11/2/11

Faith that is unshaken

I’m glad October is over. It wasn’t one of my better months. Really, It was one of those months that I wish hadn’t even happened. It was a hard month. A month full of questions and heart ache and brokenness – on so many levels and in so many lives.
I’m thankful for my faith though, a faith in a God that loves me in ways I can’t even comprehend. and I’m thankful that my faith in my God can carry me through those valleys when life does not make sense. It is this tension, this tension of being angry with God, of wanting to blame him, of wrestling with why things happen the way they do when God is big enough to prevent them and at the same time somehow trusting in the goodness of God when you can’t see that goodness. This is where I’ve been the last few weeks. Sitting in the midst of this tension – not just for myself but struggling through this tension with others in mind wondering how they can or if they will still trust in the goodness of God.
I had just picked out a little pair of wellies for Asher when my phone rang. It was my dad and as soon as I answered I knew something was wrong. My uncle, his youngest brother had been in a car accident that morning on his way to work and he was killed. My uncle who I had grown up with because he’s not that much older then me – was killed. He had a beautiful young wife of 7 years and two beautiful little girls who now have to wade through life without a husband or father. Can you begin to see the tension I have with God?
My grandmother is now grieving for her 3rd child. She has had to bury 3 of her 8 children and I cannot imagine the pain or the heart ache. And she certainly has her struggles, but as I asked her how she was doing after the funeral she said to me, ‘Jamie, I don’t know how people get through stuff like this without their faith, it is hard and I yell at God a lot, but I can’t get through this without my faith’. One of my uncles said pretty much the opposite to me as he buries his 3rd sibling. He said to me,’Jamie, I don’t know how people can believe in God when something like this happens.’. The tension, seeking God for answers that really are unanswerable.
How do I believe in a good God when a young husband and father is killed in a car accident on his way to work? How does anyone? How do you continue to trust God and love God and believe that he loves you when marriages fail or children are killed or young soldiers go off to war and come home in a coffin? or when a young person is diagnosed with cancer, or as you walk through a children’s hospital and wonder at the fate of those sick children? How do you continue to declare God is good when children are abused and neglected and families all over the world are starving to death and really, I could go on and on with the ‘bad’ that is happening to all people all over the world.

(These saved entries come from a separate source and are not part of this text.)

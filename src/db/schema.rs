//! Logical schema for the trace stores
//!
//! Three persisted views plus the device-model reference table. The
//! history table's natural key carries the dedup semantics; the latest
//! projection holds exactly one row per subscriber.

use crate::{Error, Result};
use sqlx::{Pool, Sqlite};
use tracing::debug;

/// Ensure all required tables and indexes exist
pub async fn init_schema(pool: &Pool<Sqlite>) -> Result<()> {
    let statements = [
        r#"
        CREATE TABLE IF NOT EXISTS location_history (
            id INTEGER PRIMARY KEY AUTOINCREMENT,
            msisdn TEXT NOT NULL,
            imsi TEXT,
            station_id INTEGER NOT NULL,
            sector_id INTEGER NOT NULL,
            tower_name TEXT,
            lat REAL,
            lon REAL,
            event_time TEXT NOT NULL,
            created_at TEXT NOT NULL DEFAULT CURRENT_TIMESTAMP,
            UNIQUE (msisdn, station_id, sector_id, event_time)
        )
        "#,
        r#"
        CREATE TABLE IF NOT EXISTS latest_location (
            msisdn TEXT PRIMARY KEY,
            imsi TEXT,
            station_id INTEGER,
            sector_id INTEGER,
            tower_name TEXT,
            lat REAL,
            lon REAL,
            event_time TEXT,
            source TEXT,
            device_model TEXT,
            updated_at TEXT NOT NULL DEFAULT CURRENT_TIMESTAMP
        )
        "#,
        r#"
        CREATE TABLE IF NOT EXISTS ingest_audit (
            filename TEXT PRIMARY KEY,
            processed INTEGER NOT NULL,
            inserted INTEGER NOT NULL,
            deduplicated INTEGER NOT NULL,
            runtime_seconds INTEGER NOT NULL,
            audited_at TEXT NOT NULL DEFAULT CURRENT_TIMESTAMP
        )
        "#,
        r#"
        CREATE TABLE IF NOT EXISTS device_models (
            tac TEXT PRIMARY KEY,
            manufacturer TEXT,
            model TEXT,
            device_type TEXT,
            created_at TEXT NOT NULL DEFAULT CURRENT_TIMESTAMP,
            updated_at TEXT NOT NULL DEFAULT CURRENT_TIMESTAMP
        )
        "#,
        "CREATE INDEX IF NOT EXISTS idx_history_msisdn ON location_history (msisdn)",
        "CREATE INDEX IF NOT EXISTS idx_history_event_time ON location_history (event_time)",
    ];

    for statement in statements {
        sqlx::query(statement)
            .execute(pool)
            .await
            .map_err(|e| Error::database("schema initialization failed", e))?;
    }

    debug!("Schema initialized");
    Ok(())
}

And here is my response… I just do. I just do believe in the goodness of God when nothing else makes sense. I believe in the holiness of God’s plan when the worlds plans bring about heart ache and pain. I believe in a God who wants us so desperately that he allowed his own son to die on a cross in order that we might be saved and a God who does that for me is a good God who loves. And he’s a God who knows what it is like to grieve and to have a broken heart because he grieves over us and his heart breaks for us. He cries when we cry. He feels our pain because his love for us is so intense and so immeasurable because we are HIS children. He is a good God because he gives us a hope that goes beyond what the world gives us - a hope that is a promise of a world where there is no sorrow and no tears and no more mourning. And when this world offers heartache – I need to put my hope in something that is greater, in something that is certain and that certain hope is in Jesus Christ.

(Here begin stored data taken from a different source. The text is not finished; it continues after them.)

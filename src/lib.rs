//! RADIUS Trace Ingestion Library
//!
//! A Rust library for ingesting RADIUS accounting "detail" files into two
//! persistent views: an append-only subscriber location history and a
//! latest-known-location projection keyed by MSISDN.
//!
//! This library provides tools for:
//! - Parsing multi-line RADIUS detail records with blank-line block framing
//! - Decoding the cell-global identifier from 3GPP location codes
//! - Validating and normalizing records into a canonical shape
//! - Crash-safe resumable processing via per-file byte-offset checkpoints
//! - Idempotent, transactional batched persistence with configurable
//!   conflict handling on the latest-location projection
//! - Bounded-concurrency backfill and continuous tail orchestration

pub mod config;
pub mod constants;

// Core application modules
pub mod app {
    pub mod models;
    pub mod services {
        pub mod device_registry;
        pub mod location_decoder;
        pub mod progress_tracker;
        pub mod record_builder;
        pub mod record_parser;
        pub mod tower_index;
    }
}

// Persistence modules
pub mod db {
    pub mod audit;
    pub mod persistence;
    pub mod pool;
    pub mod schema;
}

// Orchestration modules
pub mod processor;

// CLI modules
pub mod cli {
    pub mod args;
    pub mod commands;
}

// Re-export commonly used types
pub use app::models::{CanonicalRecord, ConflictPolicy, RawEntry};
pub use config::IngestConfig;

/// Result type alias for ingestion operations
pub type Result<T> = std::result::Result<T, Error>;

/// Comprehensive error types for RADIUS ingestion operations
#[derive(thiserror::Error, Debug)]
pub enum Error {
    /// I/O operation failed
    #[error("I/O error: {message}")]
    Io {
        message: String,
        #[source]
        source: std::io::Error,
    },

    /// Database operation failed
    #[error("Database error: {message}")]
    Database {
        message: String,
        #[source]
        source: sqlx::Error,
    },

    /// Database connection could not be established within the retry budget
    #[error("Database unavailable after {attempts} attempts: {message}")]
    DatabaseUnavailable { attempts: u32, message: String },

    /// Reference data error
    #[error("Reference data error in '{file}': {message}")]
    ReferenceData {
        file: String,
        message: String,
        #[source]
        source: Option<csv::Error>,
    },

    /// Configuration error
    #[error("Configuration error: {message}")]
    Configuration { message: String },

    /// Accounting directory enumeration error
    #[error("Discovery error in '{path}': {message}")]
    Discovery { path: String, message: String },

    /// Per-file processing error, isolated to the named file
    #[error("Failed processing '{file}': {message}")]
    FileProcessing { file: String, message: String },

    /// Date/time parsing error
    #[error("Date/time parsing error: {message}")]
    DateTimeParsing {
        message: String,
        #[source]
        source: chrono::ParseError,
    },

    /// Another backfill run holds the single-instance lock
    #[error("Backfill already running: lock file '{path}' exists")]
    AlreadyRunning { path: String },
}

impl Error {
    /// Create an I/O error with context
    pub fn io(message: impl Into<String>, source: std::io::Error) -> Self {
        Self::Io {
            message: message.into(),
            source,
        }
    }

    /// Create a database error with context
    pub fn database(message: impl Into<String>, source: sqlx::Error) -> Self {
        Self::Database {
            message: message.into(),
            source,
        }
    }

    /// Create a database-unavailable error
    pub fn database_unavailable(attempts: u32, message: impl Into<String>) -> Self {
        Self::DatabaseUnavailable {
            attempts,
            message: message.into(),
        }
    }

    /// Create a reference data error with context
    pub fn reference_data(
        file: impl Into<String>,
        message: impl Into<String>,
        source: Option<csv::Error>,
    ) -> Self {
        Self::ReferenceData {
            file: file.into(),
            message: message.into(),
            source,
        }
    }

    /// Create a configuration error
    pub fn configuration(message: impl Into<String>) -> Self {
        Self::Configuration {
            message: message.into(),
        }
    }

    /// Create a discovery error
    pub fn discovery(path: impl Into<String>, message: impl Into<String>) -> Self {
        Self::Discovery {
            path: path.into(),
            message: message.into(),
        }
    }

    /// Create a per-file processing error
    pub fn file_processing(file: impl Into<String>, message: impl Into<String>) -> Self {
        Self::FileProcessing {
            file: file.into(),
            message: message.into(),
        }
    }

    /// Create an already-running error
    pub fn already_running(path: impl Into<String>) -> Self {
        Self::AlreadyRunning { path: path.into() }
    }
}

// Automatic conversions from common error types
impl From<std::io::Error> for Error {
    fn from(error: std::io::Error) -> Self {
        Self::Io {
            message: "I/O operation failed".to_string(),
            source: error,
        }
    }
}

impl From<sqlx::Error> for Error {
    fn from(error: sqlx::Error) -> Self {
        Self::Database {
            message: "database operation failed".to_string(),
            source: error,
        }
    }
}

impl From<csv::Error> for Error {
    fn from(error: csv::Error) -> Self {
        Self::ReferenceData {
            file: "unknown".to_string(),
            message: "reference data parsing failed".to_string(),
            source: Some(error),
        }
    }
}

impl From<chrono::ParseError> for Error {
    fn from(error: chrono::ParseError) -> Self {
        Self::DateTimeParsing {
            message: "date/time parsing failed".to_string(),
            source: error,
        }
    }
}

And so, this month as I pray for Mandy as she lives this new life without her husband and as I pray for Kathryn and Elizabeth as they miss their dad, as I pray for my own dad and my uncles and aunt as they grieve yet another sibling and for my Nana as she feels the heart ache of losing another child – I will trust in the goodness of God.
This month as I parent my two children in the midst of exhaustion and a body that is run down emotionally and physically from grieving not just my uncle but also a body that is grieving and recovering from an early miscarriage that just occurred, and as I pray for God’s plan to be fulfilled in my own family and with my own body I will trust in the goodness of God who loves me and heals me and has a perfect plan for me and John and Asher and Hannah.
And quite frankly, nothing that the world could offer me can even begin to compare to the the hope and the grace and the mercy and the love that God my Savior gives to me, freely - just because. And I want that. I want what Jesus has for me even if that means temporarily having to trudge through the heartache of the world.
And that is how I continue to trust in God and in his goodness when tragedy strikes and when life is hard and when it doesn’t make sense. Because God in his goodness, loves me despite my ugliness. And I celebrate that. And I rejoice in that. And I long for the day when my heart will never again break because I will be as God created me to be – fully and gloriously praising God face to face. Life is hard and painful and unfair, but God is good. I will not ever be shaken, because God is good.